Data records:
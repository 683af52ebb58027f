//! Vocabulary construction and document encoding
//!
//! [`VocabularyBuilder`] drives the whole pipeline over a
//! [`DocumentStore`]:
//! - `build_vocabulary_and_encode` samples documents, clusters their local
//!   features (or loads a codebook), persists the vocabulary, then encodes
//!   every document with a fixed pool of scoped worker threads
//! - `encode_missing_only` encodes documents that have no encoding yet
//! - `encode_single_document` encodes one document without touching the store
//!
//! Fatal errors roll the store back to its last commit.

mod config;
mod partition;

#[cfg(test)]
mod tests;

pub use config::{BuilderConfig, VocabularySource};
pub use partition::partitions;

use std::path::{Path, PathBuf};
use std::sync::Arc;
use std::sync::atomic::AtomicBool;
use std::thread;
use std::time::Instant;

use parking_lot::Mutex;

use crate::DocId;
use crate::clustering::{ClusteringReport, run_to_convergence};
use crate::document::{Document, FieldValue};
use crate::encoder::{EncodedDescriptor, Encoder};
use crate::error::{DocumentFailure, Error, Result};
use crate::features::{CodecFactory, Distance};
use crate::progress::{
    CancellationToken, Phase, ProgressReporter, ProgressTracker, ReporterThread, percent_of,
};
use crate::sampler::VocabularySampler;
use crate::store::DocumentStore;
use crate::structures::{Vocabulary, VocabularyKey};
use partition::{EncodePass, WorkerOutcome};

/// Summary of one pass
#[derive(Debug, Default)]
pub struct IndexingReport {
    /// Vocabulary file used by the pass
    pub vocabulary_path: PathBuf,
    /// Hex fingerprint of that vocabulary
    pub fingerprint: String,
    /// Present when the pass ran k-means
    pub clustering: Option<ClusteringReport>,
    pub sampled_docs: usize,
    pub encoded: usize,
    /// Deleted or already encoded documents
    pub skipped: usize,
    pub failures: Vec<DocumentFailure>,
    pub elapsed_ms: u64,
}

impl IndexingReport {
    pub fn failed(&self) -> usize {
        self.failures.len()
    }
}

/// Builds vocabularies and encodes the documents of one store
pub struct VocabularyBuilder<S: DocumentStore> {
    store: S,
    config: BuilderConfig,
    key: VocabularyKey,
    codec: CodecFactory,
    distance: Distance,
    reporter: Option<Arc<dyn ProgressReporter>>,
    cancel: CancellationToken,
    /// Vocabulary loaded for missing-only and single-document encoding
    cached: Mutex<Option<Arc<Vocabulary>>>,
}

- **Problem to work on**
Every entry above should be transcribed exactly and in full.

- **Response below**
repository 683af52ebb58027f
//! Vocabulary construction and document encoding
//!
//! [`VocabularyBuilder`] drives the whole pipeline over a
//! [`DocumentStore`]:
//! - `build_vocabulary_and_encode` samples documents, clusters their local
//!   features (or loads a codebook), persists the vocabulary, then encodes
//!   every document with a fixed pool of scoped worker threads
//! - `encode_missing_only` encodes documents that have no encoding yet
//! - `encode_single_document` encodes one document without touching the store
//!
//! Fatal errors roll the store back to its last commit.

mod config;
mod partition;

#[cfg(test)]
mod tests;

pub use config::{BuilderConfig, VocabularySource};
pub use partition::partitions;

use std::path::{Path, PathBuf};
use std::sync::Arc;
use std::sync::atomic::AtomicBool;
use std::thread;
use std::time::Instant;

use parking_lot::Mutex;

use crate::DocId;
use crate::clustering::{ClusteringReport, run_to_convergence};
use crate::document::{Document, FieldValue};
use crate::encoder::{EncodedDescriptor, Encoder};
use crate::error::{DocumentFailure, Error, Result};
use crate::features::{CodecFactory, Distance};
use crate::progress::{
    CancellationToken, Phase, ProgressReporter, ProgressTracker, ReporterThread, percent_of,
};
use crate::sampler::VocabularySampler;
use crate::store::DocumentStore;
use crate::structures::{Vocabulary, VocabularyKey};
use partition::{EncodePass, WorkerOutcome};

/// Summary of one pass
#[derive(Debug, Default)]
pub struct IndexingReport {
    /// Vocabulary file used by the pass
    pub vocabulary_path: PathBuf,
    /// Hex fingerprint of that vocabulary
    pub fingerprint: String,
    /// Present when the pass ran k-means
    pub clustering: Option<ClusteringReport>,
    pub sampled_docs: usize,
    pub encoded: usize,
    /// Deleted or already encoded documents
    pub skipped: usize,
    pub failures: Vec<DocumentFailure>,
    pub elapsed_ms: u64,
}

impl IndexingReport {
    pub fn failed(&self) -> usize {
        self.failures.len()
    }
}

/// Builds vocabularies and encodes the documents of one store
pub struct VocabularyBuilder<S: DocumentStore> {
    store: S,
    config: BuilderConfig,
    key: VocabularyKey,
    codec: CodecFactory,
    distance: Distance,
    reporter: Option<Arc<dyn ProgressReporter>>,
    cancel: CancellationToken,
    /// Vocabulary loaded for missing-only and single-document encoding
    cached: Mutex<Option<Arc<Vocabulary>>>,
}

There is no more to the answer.